▶ _What you should do_
Of the lines below, write out exactly those from the line with "async fn stage_view_smoke_renders_timeline_statuses()" through the line with "pending badge in", both included, and skip the rest.
__________
use std::sync::Arc;

use serde_json::{json, Value};
use services::testing::FakeTransport;
use workstage_core::model::CompanyRole;

use super::test_harness::{setup_view_harness, ViewKind};

fn stage_overview_json(marker: &str) -> Value {
    json!({
        "progressList": [
            {"id": 1, "name": "요구사항 정의", "position": 0},
            {"id": 2, "name": "디자인", "position": 1},
            {"id": 3, "name": "완료", "position": 2}
        ],
        "currentProgress": marker,
        "projectProgress": {
            "totalStageCount": 3,
            "completedStageCount": 1,
            "currentStageProgressRate": 50,
            "overallProgressRate": 33
        }
    })
}

fn progress_status_json(approved: u32, total: u32) -> Value {
    json!({
        "progressList": [
            {"progressId": 1, "approvedApprovalCount": 1, "totalApprovalCount": 1, "isCompleted": true},
            {"progressId": 2, "approvedApprovalCount": approved, "totalApprovalCount": total, "isCompleted": false}
        ]
    })
}

fn user_projects_json(role: &str) -> Value {
    json!([
        {
            "projectId": 3,
            "name": "포털 구축",
            "startDate": "2024-02-01",
            "endDate": "2024-09-30",
            "projectStatus": "PROGRESS",
            "myRole": role
        }
    ])
}

#[tokio::test(flavor = "current_thread")]
async fn stage_view_smoke_renders_timeline_statuses() {
    let transport = Arc::new(FakeTransport::new());
    transport.respond_with("/projects/3/progress", stage_overview_json("디자인"));
    transport.respond_with("/projects/3/progress/status", progress_status_json(1, 2));
    transport.respond_with("/projects", user_projects_json("MEMBER"));

    let mut harness = setup_view_harness(
        ViewKind::Project(3),
        CompanyRole::User,
        Arc::clone(&transport),
    );
    harness.rebuild();
    harness.drive_async().await;
    harness.drive_async().await;

    let html = harness.render();
    assert!(html.contains("완료"), "missing completed badge in {html}");
    assert!(html.contains("진행중"), "missing current badge in {html}");
    assert!(html.contains("대기"), "missing pending badge in {html}");
    assert!(html.contains("33%"), "missing overall rate in {html}");
    assert!(html.contains("1/3 단계 완료"), "missing completed count in {html}");
}

#[tokio::test(flavor = "current_thread")]
async fn stage_view_smoke_offers_advance_only_at_full_approval_for_admin() {
    let transport = Arc::new(FakeTransport::new());
    transport.respond_with("/projects/3/progress", stage_overview_json("디자인"));
    transport.respond_with("/projects/3/progress/status", progress_status_json(2, 2));
    transport.respond_with("/projects", user_projects_json("MEMBER"));

    let mut harness = setup_view_harness(
        ViewKind::Project(3),
        CompanyRole::Admin,
        Arc::clone(&transport),
    );
    harness.rebuild();
    harness.drive_async().await;
    harness.drive_async().await;

    let html = harness.render();
    assert!(html.contains("100%"), "missing approval percent in {html}");
    assert!(html.contains("단계 승급"), "missing advance button in {html}");
}

#[tokio::test(flavor = "current_thread")]
async fn stage_view_smoke_hides_advance_from_plain_members() {
    let transport = Arc::new(FakeTransport::new());
    transport.respond_with("/projects/3/progress", stage_overview_json("디자인"));
    transport.respond_with("/projects/3/progress/status", progress_status_json(2, 2));
    transport.respond_with("/projects", user_projects_json("MEMBER"));

    let mut harness = setup_view_harness(
        ViewKind::Project(3),
        CompanyRole::User,
        Arc::clone(&transport),
    );
    harness.rebuild();
    harness.drive_async().await;
    harness.drive_async().await;

    let html = harness.render();
    assert!(html.contains("100%"), "missing approval percent in {html}");
    assert!(!html.contains("단계 승급"), "advance button leaked in {html}");
}

#[tokio::test(flavor = "current_thread")]
async fn stage_view_smoke_reports_missing_approvals() {
    let transport = Arc::new(FakeTransport::new());
    transport.respond_with("/projects/3/progress", stage_overview_json("디자인"));
    transport.respond_with(
        "/projects/3/progress/status",
        json!({
            "progressList": [
                {"progressId": 2, "approvedApprovalCount": 0, "totalApprovalCount": 0}
            ]
        }),
    );
    transport.respond_with("/projects", user_projects_json("MEMBER"));

    let mut harness = setup_view_harness(
        ViewKind::Project(3),
        CompanyRole::Admin,
        Arc::clone(&transport),
    );
    harness.rebuild();
    harness.drive_async().await;
    harness.drive_async().await;

    let html = harness.render();
    assert!(html.contains("승인요청 없음"), "missing empty-approval state in {html}");
}

#[tokio::test(flavor = "current_thread")]
async fn audit_log_smoke_renders_rows_and_badges() {
    let transport = Arc::new(FakeTransport::new());
    transport.respond_with(
        "/auditLog/searchCursor",
        json!({
            "logs": [
                {
                    "id": 31,
                    "loggedAt": "2024-05-02T09:30:00Z",
                    "actorId": "admin01",
                    "actionType": "CREATE",
                    "targetType": "PROJECT",
                    "targetId": "12",
                    "details": [{"fieldName": "name", "oldValue": "a", "newValue": "b"}]
                },
                {
                    "id": 30,
                    "loggedAt": "2024-05-02T09:29:00Z",
                    "actorId": "admin02",
                    "actionType": "DELETE",
                    "targetType": "COMMENT",
                    "targetId": "44"
                }
            ],
            "totalPages": 2,
            "currentPage": 1,
            "nextCursor": {"loggedAt": "2024-05-02T09:29:00Z", "id": 30},
            "cursor": null
        }),
    );

    let mut harness = setup_view_harness(
        ViewKind::AuditLog,
        CompanyRole::Admin,
        Arc::clone(&transport),
    );
    harness.rebuild();
    harness.drive_async().await;
    harness.drive_async().await;

    let html = harness.render();
    assert!(html.contains("admin01"), "missing actor in {html}");
    assert!(html.contains("CREATE"), "missing action badge in {html}");
    assert!(html.contains("상세보기"), "missing detail button in {html}");
    assert!(html.contains("1 / 2"), "missing page indicator in {html}");
}

#[tokio::test(flavor = "current_thread")]
async fn audit_log_smoke_renders_empty_state_on_failure() {
    let transport = Arc::new(FakeTransport::new());
    transport.fail_with("/auditLog/searchCursor", 500);

    let mut harness = setup_view_harness(
        ViewKind::AuditLog,
        CompanyRole::Admin,
        Arc::clone(&transport),
    );
    harness.rebuild();
    harness.drive_async().await;
    harness.drive_async().await;

    let html = harness.render();
    assert!(html.contains("데이터가 없습니다."), "missing empty state in {html}");
}

#[tokio::test(flavor = "current_thread")]
async fn project_list_smoke_renders_status_badges() {
    let transport = Arc::new(FakeTransport::new());
    transport.respond_with("/projects", user_projects_json("CLIENT_MANAGER"));

    let mut harness = setup_view_harness(
        ViewKind::Projects,
        CompanyRole::User,
        Arc::clone(&transport),
    );
    harness.rebuild();
    harness.drive_async().await;

    let html = harness.render();
    assert!(html.contains("포털 구축"), "missing project name in {html}");
    assert!(html.contains("진행중"), "missing status badge in {html}");
    assert!(html.contains("고객사 담당자"), "missing role label in {html}");
}

#[tokio::test(flavor = "current_thread")]
async fn project_list_smoke_renders_forbidden_message() {
    let transport = Arc::new(FakeTransport::new());
    transport.fail_with("/projects", 403);

    let mut harness = setup_view_harness(
        ViewKind::Projects,
        CompanyRole::User,
        Arc::clone(&transport),
    );
    harness.rebuild();
    harness.drive_async().await;

    let html = harness.render();
    assert!(html.contains("접근 권한이 없습니다."), "missing forbidden message in {html}");
}

#[tokio::test(flavor = "current_thread")]
async fn inquiry_list_smoke_renders_rows_for_admin() {
    let transport = Arc::new(FakeTransport::new());
    transport.respond_with(
        "/admin/inquiries/search",
        json!({
            "content": [{
                "id": 11,
                "title": "견적 문의드립니다",
                "creatorName": "김민수",
                "status": "PENDING",
                "createdAt": "2024-04-01T02:00:00Z"
            }],
            "totalElements": 1
        }),
    );

    let mut harness = setup_view_harness(
        ViewKind::Inquiries,
        CompanyRole::Admin,
        Arc::clone(&transport),
    );
    harness.rebuild();
    harness.drive_async().await;

    let html = harness.render();
    assert!(html.contains("견적 문의드립니다"), "missing inquiry title in {html}");
    assert!(html.contains("답변 대기"), "missing status badge in {html}");
}

#[tokio::test(flavor = "current_thread")]
async fn inquiry_list_smoke_blocks_non_admins_without_a_request() {
    let transport = Arc::new(FakeTransport::new());

    let mut harness = setup_view_harness(
        ViewKind::Inquiries,
        CompanyRole::User,
        Arc::clone(&transport),
    );
    harness.rebuild();
    harness.drive_async().await;

    let html = harness.render();
    assert!(html.contains("접근 권한이 없습니다."), "missing forbidden message in {html}");
    assert!(
        harness.transport.calls().is_empty(),
        "no request should be sent for non-admins"
    );
}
__________
▶ _Task solution_
async fn stage_view_smoke_renders_timeline_statuses() {
    let transport = Arc::new(FakeTransport::new());
    transport.respond_with("/projects/3/progress", stage_overview_json("디자인"));
    transport.respond_with("/projects/3/progress/status", progress_status_json(1, 2));
    transport.respond_with("/projects", user_projects_json("MEMBER"));

    let mut harness = setup_view_harness(
        ViewKind::Project(3),
        CompanyRole::User,
        Arc::clone(&transport),
    );
    harness.rebuild();
    harness.drive_async().await;
    harness.drive_async().await;

    let html = harness.render();
    assert!(html.contains("완료"), "missing completed badge in {html}");
    assert!(html.contains("진행중"), "missing current badge in {html}");
    assert!(html.contains("대기"), "missing pending badge in {html}");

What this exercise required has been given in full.